* Exercise requirements: In the entries that follow, how many lines hold "remaining"? Nothing but the number is expected.

(Given data begins)

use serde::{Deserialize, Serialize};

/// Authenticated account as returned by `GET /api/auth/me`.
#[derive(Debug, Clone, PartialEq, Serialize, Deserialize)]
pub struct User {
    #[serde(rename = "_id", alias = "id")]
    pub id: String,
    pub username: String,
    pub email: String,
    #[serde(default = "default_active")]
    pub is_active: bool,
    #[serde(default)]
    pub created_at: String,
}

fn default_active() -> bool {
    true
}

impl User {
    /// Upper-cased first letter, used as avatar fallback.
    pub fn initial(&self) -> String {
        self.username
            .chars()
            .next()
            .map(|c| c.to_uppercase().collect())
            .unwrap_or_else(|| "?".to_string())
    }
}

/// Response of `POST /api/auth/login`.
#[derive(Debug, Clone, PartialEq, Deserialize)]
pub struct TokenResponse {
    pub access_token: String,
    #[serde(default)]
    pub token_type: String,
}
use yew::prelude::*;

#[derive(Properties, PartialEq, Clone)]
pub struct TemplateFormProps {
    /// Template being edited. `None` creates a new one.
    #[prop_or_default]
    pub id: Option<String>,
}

(Given data ends)
(Given data begins)

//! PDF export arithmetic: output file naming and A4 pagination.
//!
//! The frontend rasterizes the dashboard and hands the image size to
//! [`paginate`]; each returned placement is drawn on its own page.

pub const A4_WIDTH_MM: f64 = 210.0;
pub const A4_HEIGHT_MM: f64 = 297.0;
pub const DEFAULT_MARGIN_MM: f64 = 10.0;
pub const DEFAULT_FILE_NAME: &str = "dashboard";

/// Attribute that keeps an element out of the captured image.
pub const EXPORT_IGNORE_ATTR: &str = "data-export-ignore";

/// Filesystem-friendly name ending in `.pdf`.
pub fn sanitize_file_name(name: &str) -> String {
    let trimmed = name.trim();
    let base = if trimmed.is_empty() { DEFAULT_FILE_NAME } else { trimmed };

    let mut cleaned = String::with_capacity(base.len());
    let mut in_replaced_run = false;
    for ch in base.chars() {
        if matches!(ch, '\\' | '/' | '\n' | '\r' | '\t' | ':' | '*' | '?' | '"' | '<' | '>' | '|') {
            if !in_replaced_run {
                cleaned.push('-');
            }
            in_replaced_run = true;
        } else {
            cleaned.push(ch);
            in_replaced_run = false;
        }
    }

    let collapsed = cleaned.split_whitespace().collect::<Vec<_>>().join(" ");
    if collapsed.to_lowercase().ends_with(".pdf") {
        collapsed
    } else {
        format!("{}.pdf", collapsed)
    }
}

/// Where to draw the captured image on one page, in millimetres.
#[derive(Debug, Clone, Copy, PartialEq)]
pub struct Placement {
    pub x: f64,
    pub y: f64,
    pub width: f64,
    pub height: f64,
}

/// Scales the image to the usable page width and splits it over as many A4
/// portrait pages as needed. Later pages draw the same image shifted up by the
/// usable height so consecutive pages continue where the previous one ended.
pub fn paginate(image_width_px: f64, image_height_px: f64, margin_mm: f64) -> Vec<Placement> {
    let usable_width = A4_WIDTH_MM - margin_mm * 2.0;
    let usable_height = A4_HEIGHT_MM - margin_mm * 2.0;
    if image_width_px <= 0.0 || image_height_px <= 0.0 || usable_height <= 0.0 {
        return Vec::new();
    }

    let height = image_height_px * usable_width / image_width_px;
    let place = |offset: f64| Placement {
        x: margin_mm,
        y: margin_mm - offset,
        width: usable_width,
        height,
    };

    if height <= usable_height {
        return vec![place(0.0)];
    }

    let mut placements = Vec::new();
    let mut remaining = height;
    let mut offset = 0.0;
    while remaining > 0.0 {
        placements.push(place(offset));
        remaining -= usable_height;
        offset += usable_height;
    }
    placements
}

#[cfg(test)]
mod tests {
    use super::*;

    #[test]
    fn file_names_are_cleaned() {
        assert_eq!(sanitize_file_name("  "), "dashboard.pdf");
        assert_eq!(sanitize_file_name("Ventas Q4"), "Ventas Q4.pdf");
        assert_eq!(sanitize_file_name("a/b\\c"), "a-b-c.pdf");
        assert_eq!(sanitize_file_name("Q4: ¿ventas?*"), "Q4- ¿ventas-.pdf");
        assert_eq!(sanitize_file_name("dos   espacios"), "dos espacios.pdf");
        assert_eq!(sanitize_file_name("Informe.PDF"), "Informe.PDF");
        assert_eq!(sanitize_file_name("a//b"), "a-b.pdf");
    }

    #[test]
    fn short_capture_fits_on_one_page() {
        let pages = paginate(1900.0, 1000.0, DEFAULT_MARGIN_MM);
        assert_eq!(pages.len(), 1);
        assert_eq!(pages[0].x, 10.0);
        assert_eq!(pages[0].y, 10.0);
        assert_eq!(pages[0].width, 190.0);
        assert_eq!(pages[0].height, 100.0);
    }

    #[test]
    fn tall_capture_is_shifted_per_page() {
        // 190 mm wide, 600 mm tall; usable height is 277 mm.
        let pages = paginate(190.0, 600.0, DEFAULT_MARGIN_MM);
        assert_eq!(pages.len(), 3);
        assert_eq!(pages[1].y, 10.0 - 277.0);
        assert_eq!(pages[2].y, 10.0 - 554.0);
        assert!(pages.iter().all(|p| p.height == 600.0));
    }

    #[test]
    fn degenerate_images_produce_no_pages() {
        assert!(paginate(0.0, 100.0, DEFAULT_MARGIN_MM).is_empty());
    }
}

(Given data ends)

* Task answer: 3